Evolution of Interlayer Coupling in Twisted MoS2 Bilayers

TL;DR

This study investigates how interlayer coupling in twisted MoS2 bilayers varies with twist angle, revealing that stacking configuration influences bandgap and phonon frequency due to steric effects, with implications for 2D material engineering.

Contribution

First experimental and theoretical analysis of twist-angle-dependent interlayer coupling evolution in MoS2 bilayers, highlighting steric effects as a key factor.

Findings

Bandgap size varies with twist angle, largest redshift in AA and AB stacking.

Out-of-plane phonon frequency depends on twist angle.

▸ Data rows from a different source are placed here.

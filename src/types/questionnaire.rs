//! Questionnaire snapshots and the fixed question catalog.

use indexmap::IndexMap;
use serde_json::Value;

use crate::traits::store::Document;

/// Answer string for an affirmative response.
pub const YES: &str = "Yes";

/// Answer string for a negative response.
pub const NO: &str = "No";

/// One entry in the fixed question catalog.
#[derive(Debug, Clone, Copy, PartialEq, Eq)]
pub struct Question {
    /// Stable key the answer is stored under.
    pub key: &'static str,

    /// Prompt shown to the user.
    pub prompt: &'static str,
}

/// The fixed binary question catalog. Keys are immutable; answers are
/// user-editable until submission, then persisted as a snapshot.
pub const QUESTIONS: &[Question] = &[
    Question { key: "exploring", prompt: "Do you prefer spending your weekends exploring new places rather than staying in?" },
    Question { key: "humor", prompt: "Is humor a key factor for you in a relationship?" },
    Question { key: "loveAtFirstSight", prompt: "Do you believe in love at first sight?" },
    Question { key: "morningPerson", prompt: "Are you more of a morning person than a night owl?" },
    Question { key: "deepConversations", prompt: "Do you value deep conversations over small talk?" },
    Question { key: "careerGoals", prompt: "Is it important for you to share similar career goals with your partner?" },
    Question { key: "movieNight", prompt: "Would you rather have a movie night than go to a party?" },
    Question { key: "politicalViews", prompt: "Do you think it's important to share similar political views with your partner?" },
    Question { key: "dogPerson", prompt: "Are you a dog person more than a cat person?" },
    Question { key: "cookingTogether", prompt: "Is cooking together something you would enjoy in a relationship?" },
    Question { key: "oppositesAttract", prompt: "Do you believe that opposites attract?" },
    Question { key: "quietNight", prompt: "Would you prefer a quiet night in with a good book over going out?" },
    Question { key: "kids", prompt: "Do you see yourself wanting kids in the future?" },
    Question { key: "physicalFitness", prompt: "Is physical fitness important to you in a partner?" },
    Question { key: "friendship", prompt: "Do you believe that a strong friendship is essential in a romantic relationship?" },
    Question { key: "travelWorld", prompt: "Would you rather travel the world than settle in one place?" },
    Question { key: "religiousBeliefs", prompt: "Is it important for you to share the same religious beliefs as your partner?" },
    Question { key: "trust", prompt: "Do you think that trust is more important than love in a relationship?" },
    Question { key: "spontaneity", prompt: "Are you someone who prefers spontaneity over planning?" },
    Question { key: "sports", prompt: "Do you enjoy watching sports with someone else?" },
    Question { key: "friends", prompt: "Is it important for you that your partner gets along with your friends?" },
    Question { key: "longDistance", prompt: "Do you believe that long-distance relationships can work?" },
    Question { key: "smallGesture", prompt: "Would you rather be surprised with a small gesture of affection than receive a big, planned gift?" },
    Question { key: "musicTaste", prompt: "Is it important for you that your partner shares your taste in music?" },
    Question { key: "newFoods", prompt: "Do you enjoy trying new foods and cuisines with your partner?" },
    Question { key: "laughter", prompt: "Do you believe that laughter is the best way to resolve conflicts?" },
    Question { key: "independence", prompt: "Are you someone who values independence in a relationship?" },
    Question { key: "introverted", prompt: "Do you prefer a partner who is more introverted than extroverted?" },
    Question { key: "hobbies", prompt: "Is it important to you that your partner is involved in your hobbies?" },
    Question { key: "loveBeforeCareer", prompt: "Do you believe that love should always come before career?" },
];

/// A user's questionnaire answers.
///
/// Stored as its own document; the document's presence is what signals
/// questionnaire completion. A user without one is treated as having an
/// empty answer sheet wherever answers are consumed.
#[derive(Debug, Clone, Default, PartialEq)]
pub struct Questionnaire {
    /// Question key -> "Yes"/"No".
    pub answers: IndexMap<String, String>,
}

impl Questionnaire {
    /// An empty answer sheet.
    pub fn empty() -> Self {
        Self::default()
    }

    /// A full answer sheet with every catalog question answered "No",
    /// the starting state of the submission form.
    pub fn blank() -> Self {
        Self {
            answers: QUESTIONS
                .iter()
                .map(|q| (q.key.to_string(), NO.to_string()))
                .collect(),
        }
    }

    /// Decode from a stored document. Non-string values are dropped.
    pub fn from_document(doc: &Document) -> Self {
        Self {
            answers: doc
                .iter()
                .filter_map(|(k, v)| Some((k.clone(), v.as_str()?.to_owned())))
                .collect(),
        }
    }

    /// Encode as a document for snapshot persistence.
    pub fn to_document(&self) -> Document {
        self.answers
            .iter()
            .map(|(k, v)| (k.clone(), Value::String(v.clone())))
            .collect()
    }

    /// Record an answer.
    pub fn set_answer(&mut self, key: impl Into<String>, yes: bool) {
        self.answers
            .insert(key.into(), if yes { YES } else { NO }.to_string());
    }

    /// Look up an answer by question key.
    pub fn answer(&self, key: &str) -> Option<&str> {
        self.answers.get(key).map(String::as_str)
    }

    /// Builder-style answer for fixture construction.
    pub fn with_answer(mut self, key: impl Into<String>, answer: impl Into<String>) -> Self {
        self.answers.insert(key.into(), answer.into());
        self
    }
}
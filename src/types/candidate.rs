//! Transient match results produced by generation and selection.

use indexmap::IndexMap;

use crate::types::profile::Profile;

/// One scored candidate, with a profile snapshot for display.
///
/// Constructed per query and discarded after use; the durable record is
/// the score map persisted on the subject's profile.
#[derive(Debug, Clone)]
pub struct Match {
    /// Candidate user id.
    pub user_id: String,

    /// Compatibility score at the time the candidate was evaluated.
    pub score: u32,

    /// Candidate profile as read during the run.
    pub profile: Profile,
}

/// Result of one candidate generation run.
#[derive(Debug, Clone)]
pub struct CandidateSet {
    /// Candidates over the score threshold, ranked best-first
    /// (score descending, candidate id ascending on ties).
    pub matches: Vec<Match>,

    /// The score map as persisted on the subject's record.
    pub score_map: IndexMap<String, u32>,
}

impl CandidateSet {
    /// Number of candidates retained.
    pub fn len(&self) -> usize {
        self.matches.len()
    }

    /// Whether the run found no candidates.
    pub fn is_empty(&self) -> bool {
        self.matches.is_empty()
    }
}
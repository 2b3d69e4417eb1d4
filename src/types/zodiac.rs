//! Zodiac signs and the astrological compatibility table.

use chrono::{Datelike, NaiveDate};
use serde::{Deserialize, Serialize};
use std::collections::HashMap;
use std::fmt;

/// The twelve zodiac signs.
#[derive(Debug, Clone, Copy, PartialEq, Eq, Hash, Serialize, Deserialize)]
pub enum Zodiac {
    Aries,
    Taurus,
    Gemini,
    Cancer,
    Leo,
    Virgo,
    Libra,
    Scorpio,
    Sagittarius,
    Capricorn,
    Aquarius,
    Pisces,
}

impl Zodiac {
    /// All signs, in calendar order starting from Aries.
    pub const ALL: [Zodiac; 12] = [
        Zodiac::Aries,
        Zodiac::Taurus,
        Zodiac::Gemini,
        Zodiac::Cancer,
        Zodiac::Leo,
        Zodiac::Virgo,
        Zodiac::Libra,
        Zodiac::Scorpio,
        Zodiac::Sagittarius,
        Zodiac::Capricorn,
        Zodiac::Aquarius,
        Zodiac::Pisces,
    ];

    /// Canonical name as stored in profile documents.
    pub fn as_str(&self) -> &'static str {
        match self {
            Zodiac::Aries => "Aries",
            Zodiac::Taurus => "Taurus",
            Zodiac::Gemini => "Gemini",
            Zodiac::Cancer => "Cancer",
            Zodiac::Leo => "Leo",
            Zodiac::Virgo => "Virgo",
            Zodiac::Libra => "Libra",
            Zodiac::Scorpio => "Scorpio",
            Zodiac::Sagittarius => "Sagittarius",
            Zodiac::Capricorn => "Capricorn",
            Zodiac::Aquarius => "Aquarius",
            Zodiac::Pisces => "Pisces",
        }
    }

    /// Parse a stored sign name. Unknown strings are `None`, not an error.
    pub fn from_name(name: &str) -> Option<Self> {
        Self::ALL.iter().copied().find(|s| s.as_str() == name)
    }

    /// Derive the sign for a calendar date of birth.
    pub fn from_date(date: NaiveDate) -> Option<Self> {
        Self::from_month_day(date.month(), date.day())
    }

    /// Derive the sign from a month/day pair. Out-of-range pairs are `None`.
    pub fn from_month_day(month: u32, day: u32) -> Option<Self> {
        let sign = match (month, day) {
            (3, 21..=31) | (4, 1..=19) => Zodiac::Aries,
            (4, 20..=30) | (5, 1..=20) => Zodiac::Taurus,
            (5, 21..=31) | (6, 1..=20) => Zodiac::Gemini,
            (6, 21..=30) | (7, 1..=22) => Zodiac::Cancer,
            (7, 23..=31) | (8, 1..=22) => Zodiac::Leo,
            (8, 23..=31) | (9, 1..=22) => Zodiac::Virgo,
            (9, 23..=30) | (10, 1..=22) => Zodiac::Libra,
            (10, 23..=31) | (11, 1..=21) => Zodiac::Scorpio,
            (11, 22..=30) | (12, 1..=21) => Zodiac::Sagittarius,
            (12, 22..=31) | (1, 1..=19) => Zodiac::Capricorn,
            (1, 20..=31) | (2, 1..=18) => Zodiac::Aquarius,
            (2, 19..=29) | (3, 1..=20) => Zodiac::Pisces,
            _ => return None,
        };
        Some(sign)
    }
}

impl fmt::Display for Zodiac {
    fn fmt(&self, f: &mut fmt::Formatter<'_>) -> fmt::Result {
        f.write_str(self.as_str())
    }
}

/// Hand-authored pairwise compatibility weights, in `[30, 100]`.
///
/// The table is directional: `weight(a, b)` is read from `a`'s row, and a
/// handful of entries differ from their mirror (e.g. Aries reads Taurus at
/// 50 while Taurus reads Aries at 30). Lookups use the first argument's row,
/// matching how scores are computed from the querying user's side.
///
/// Built once at startup and injected into the scorer; never ambient
/// global state.
#[derive(Debug, Clone)]
pub struct CompatibilityTable {
    weights: HashMap<(Zodiac, Zodiac), u32>,
}

use Zodiac::*;

#[rustfmt::skip]
const WEIGHTS: [(Zodiac, [(Zodiac, u32); 12]); 12] = [
    (Aries, [
        (Leo, 100), (Sagittarius, 100), (Gemini, 75), (Libra, 75), (Aquarius, 70), (Aries, 70),
        (Pisces, 50), (Taurus, 50), (Virgo, 45), (Capricorn, 45), (Scorpio, 40), (Cancer, 30),
    ]),
    (Taurus, [
        (Virgo, 100), (Capricorn, 100), (Cancer, 75), (Pisces, 75), (Taurus, 70), (Scorpio, 70),
        (Libra, 55), (Leo, 50), (Aquarius, 45), (Sagittarius, 40), (Aries, 30), (Gemini, 30),
    ]),
    (Gemini, [
        (Libra, 100), (Aquarius, 100), (Aries, 75), (Leo, 75), (Sagittarius, 70), (Gemini, 70),
        (Pisces, 50), (Virgo, 50), (Taurus, 40), (Capricorn, 40), (Cancer, 30), (Scorpio, 30),
    ]),
    (Cancer, [
        (Scorpio, 100), (Pisces, 100), (Taurus, 75), (Virgo, 75), (Cancer, 70), (Capricorn, 70),
        (Libra, 50), (Leo, 50), (Gemini, 45), (Aquarius, 45), (Aries, 30), (Sagittarius, 30),
    ]),
    (Leo, [
        (Aries, 100), (Sagittarius, 100), (Gemini, 75), (Libra, 75), (Leo, 70), (Aquarius, 70),
        (Pisces, 50), (Taurus, 50), (Cancer, 45), (Capricorn, 45), (Scorpio, 40), (Virgo, 30),
    ]),
    (Virgo, [
        (Taurus, 100), (Capricorn, 100), (Cancer, 75), (Scorpio, 75), (Virgo, 70), (Pisces, 70),
        (Libra, 50), (Leo, 50), (Gemini, 45), (Aquarius, 45), (Aries, 30), (Sagittarius, 30),
    ]),
    (Libra, [
        (Gemini, 100), (Aquarius, 100), (Leo, 75), (Sagittarius, 75), (Libra, 70), (Aries, 70),
        (Pisces, 50), (Virgo, 50), (Taurus, 45), (Capricorn, 45), (Scorpio, 40), (Cancer, 30),
    ]),
    (Scorpio, [
        (Cancer, 100), (Pisces, 100), (Virgo, 75), (Capricorn, 75), (Scorpio, 70), (Taurus, 70),
        (Libra, 50), (Leo, 50), (Gemini, 45), (Aquarius, 45), (Aries, 30), (Sagittarius, 30),
    ]),
    (Sagittarius, [
        (Aries, 100), (Leo, 100), (Gemini, 75), (Aquarius, 75), (Sagittarius, 70), (Libra, 70),
        (Pisces, 50), (Virgo, 50), (Taurus, 45), (Capricorn, 45), (Cancer, 40), (Scorpio, 40),
    ]),
    (Capricorn, [
        (Taurus, 100), (Virgo, 100), (Scorpio, 75), (Pisces, 75), (Capricorn, 70), (Cancer, 70),
        (Libra, 50), (Leo, 50), (Gemini, 45), (Aquarius, 45), (Aries, 30), (Sagittarius, 30),
    ]),
    (Aquarius, [
        (Gemini, 100), (Libra, 100), (Aries, 75), (Sagittarius, 75), (Aquarius, 70), (Leo, 70),
        (Pisces, 50), (Virgo, 50), (Taurus, 45), (Capricorn, 45), (Cancer, 40), (Scorpio, 40),
    ]),
    (Pisces, [
        (Cancer, 100), (Scorpio, 100), (Taurus, 75), (Capricorn, 75), (Pisces, 70), (Virgo, 70),
        (Libra, 50), (Leo, 50), (Gemini, 45), (Aquarius, 45), (Aries, 30), (Sagittarius, 30),
    ]),
];

impl Default for CompatibilityTable {
    fn default() -> Self {
        let mut weights = HashMap::with_capacity(144);
        for (row, entries) in WEIGHTS {
            for (col, weight) in entries {
                weights.insert((row, col), weight);
            }
        }
        Self { weights }
    }
}

impl CompatibilityTable {
    /// Build the standard table.
    pub fn new() -> Self {
        Self::default()
    }

    /// Look up the weight for a sign pair from `a`'s row.
    pub fn weight(&self, a: Zodiac, b: Zodiac) -> Option<u32> {
        self.weights.get(&(a, b)).copied()
    }
}
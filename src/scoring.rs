//! Compatibility scoring between two users.

use crate::types::profile::Profile;
use crate::types::questionnaire::Questionnaire;
use crate::types::zodiac::CompatibilityTable;

/// Points for an age difference within the window.
const AGE_POINTS: u32 = 10;

/// Maximum age difference, in years, that still scores.
const AGE_WINDOW: i64 = 3;

/// Points for an exact major match.
const MAJOR_POINTS: u32 = 10;

/// Points for an exact school match.
const SCHOOL_POINTS: u32 = 10;

/// Points per agreeing questionnaire answer.
const ANSWER_POINTS: u32 = 5;

/// Computes compatibility scores.
///
/// Pure: no side effects, total over well-formed profiles. Malformed or
/// missing attributes degrade their sub-score to 0 rather than failing
/// the computation. The zodiac weight table is injected at construction.
#[derive(Debug, Clone, Default)]
pub struct Scorer {
    table: CompatibilityTable,
}

impl Scorer {
    /// Create a scorer over a compatibility table.
    pub fn new(table: CompatibilityTable) -> Self {
        Self { table }
    }

    /// Score `a` against `b` with their questionnaire answers.
    ///
    /// Additive, independent rules:
    /// - ages within 3 years: +10 (string-encoded ages; non-parsable -> 0)
    /// - zodiac pair weight from `a`'s side, divided by 10 and floored
    /// - identical major: +10 (case-sensitive)
    /// - identical school name: +10
    /// - +5 per question key in `a`'s sheet whose answer equals `b`'s
    ///   answer for the same key; keys only `a` answered are ignored
    ///
    /// Questionnaire iteration runs over `a`'s keys only, so the rule is
    /// symmetric just over keys both sides answered.
    pub fn score(
        &self,
        a: &Profile,
        b: &Profile,
        answers_a: &Questionnaire,
        answers_b: &Questionnaire,
    ) -> u32 {
        let mut score = 0;

        if let (Some(age_a), Some(age_b)) = (parse_age(a), parse_age(b)) {
            if (age_a - age_b).abs() <= AGE_WINDOW {
                score += AGE_POINTS;
            }
        }

        if let (Some(sign_a), Some(sign_b)) = (a.astrological_sign, b.astrological_sign) {
            if let Some(weight) = self.table.weight(sign_a, sign_b) {
                score += weight / 10;
            }
        }

        if let (Some(major_a), Some(major_b)) = (&a.major, &b.major) {
            if major_a == major_b {
                score += MAJOR_POINTS;
            }
        }

        if let (Some(school_a), Some(school_b)) = (&a.school_name, &b.school_name) {
            if school_a == school_b {
                score += SCHOOL_POINTS;
            }
        }

        for (key, answer) in &answers_a.answers {
            if answers_b.answer(key) == Some(answer.as_str()) {
                score += ANSWER_POINTS;
            }
        }

        score
    }
}

fn parse_age(profile: &Profile) -> Option<i64> {
    profile.age.as_deref().and_then(|age| age.parse().ok())
}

Interlayer separation differences are driven by steric repulsion.

Abstract

Van der Waals (vdW) coupling is emerging as a powerful method to engineer and tailor physical properties of atomically thin two-dimensional (2D) materials. In graphene/graphene and graphene/boron-nitride structures it leads to interesting physical phenomena ranging from new van Hove singularities1-4 and Fermi velocity renormalization5, 6 to unconventional quantum Hall effects7 and Hofstadter's butterfly pattern8-12. 2D transition metal dichalcogenides (TMDCs), another system of predominantly vdW-coupled atomically thin layers13, 14, can also exhibit interesting but different coupling phenomena because TMDCs can be direct or indirect bandgap semiconductors15, 16. Here, we present the first study on the evolution of interlayer coupling with twist angles in as-grown MoS2 bilayers. We find that an indirect bandgap emerges in bilayers with any stacking configuration, but the bandgap size varies appreciably with the twist angle: it shows the largest redshift for AA- and AB-stacked bilayers, and a significantly smaller but constant redshift for all other twist angles. The vibration frequency of the out-of-plane phonon in MoS2 shows similar twist angle dependence. Our observations, together with ab initio calculations, reveal that this evolution of interlayer coupling originates from the repulsive steric effects, which leads to different interlayer separations between the two MoS2 layers in different stacking configurations.